Systematic root-cause debugging with verification. Use for errors, stack traces, broken tests, flaky tests, regressions, or anything not working as expected....

SKILL.md

---
name: ia-debugging
class: discipline
description: >-
Systematic root-cause debugging with verification. Use for errors, stack
traces, broken tests, flaky tests, regressions, or anything not working as
expected. For validating bug reports before fixing, use
bug-reproduction-validator agent.
---

# Debugging

## The Iron Law

Never propose a fix without first identifying the root cause. "Quick fix now, investigate later" is forbidden -- it creates harder bugs. This applies ESPECIALLY under time pressure, when "just one quick fix" seems obvious, or when multiple fixes have already failed. Those are the moments this process matters most.

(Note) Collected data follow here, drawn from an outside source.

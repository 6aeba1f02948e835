//! Narrated stickman video generation.
//!
//! A line-based script is cut into four-line paragraphs, each paragraph
//! becomes one four-panel composite image, the whole script is narrated in
//! one text-to-speech call, and ffmpeg stitches the frames and the narration
//! into an MP4.  See [`pipeline`] for the entry point.

pub mod config;
pub mod credentials;
pub mod image;
pub mod narration;
pub mod pipeline;
pub mod progress;
pub mod script;
pub mod timing;
pub mod video;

**Trivially obvious bugs** are their own root cause -- state the cause and fix directly. A bug is trivially obvious only when the **cause** is in the error message (e.g., `ModuleNotFoundError: no module named foo`, a typo in a string literal). If the error shows **where** something fails but not **why** (e.g., `TypeError: Cannot read 'id' of undefined`), it is not trivially obvious -- investigate why the value is undefined.

## Process

**0. Read the error.** Read the full error message, stack trace, and line numbers before doing anything. Error messages frequently contain the exact fix. Don't skim -- read the entire output.

**1. Reproduce** -- build a feedback loop, *then* make the bug consistent. The loop is the deliverable of this step, not the analysis. Without a fast, deterministic "broken / fixed" signal, every later step is guesswork.

**A loop already provided? Run it before touching source.** If the workspace has a test file, or the report says "run X to see the failure," that command *is* the feedback loop: run it after Step 0 and record the RED output before reading source, forming hypotheses, or editing -- without an observed failing run this session, nothing proves the fix changed anything.

Pick the cheapest loop that triggers the bug:

- Failing test (preferred -- becomes the regression test in step 6)
- `curl` script or `httpie` invocation against a local server
- CLI harness or REPL session
- Headless browser script (Playwright, Puppeteer)
- Throwaway harness in `/tmp/` -- delete when done
- Any other scripted signal: a property-based test, log replay against a captured request body, or a manual bash session with documented reproduction steps (human-in-the-loop)

If the bug is intermittent, run the loop N times under stress or simulate poor conditions (slow network, low memory) until it triggers reliably.

**Cannot build a loop?** State exactly what is missing -- access, credentials, artifacts, repro steps. Ask via AskUserQuestion (Claude Code; load with ToolSearch `select:AskUserQuestion` if not loaded) or request_user_input (Codex); fall back to numbered options in chat. Investigating without a signal is pattern-matching, not debugging. As a subagent with no user channel, record the missing items in the final report and continue with static analysis, labeling all output unverified.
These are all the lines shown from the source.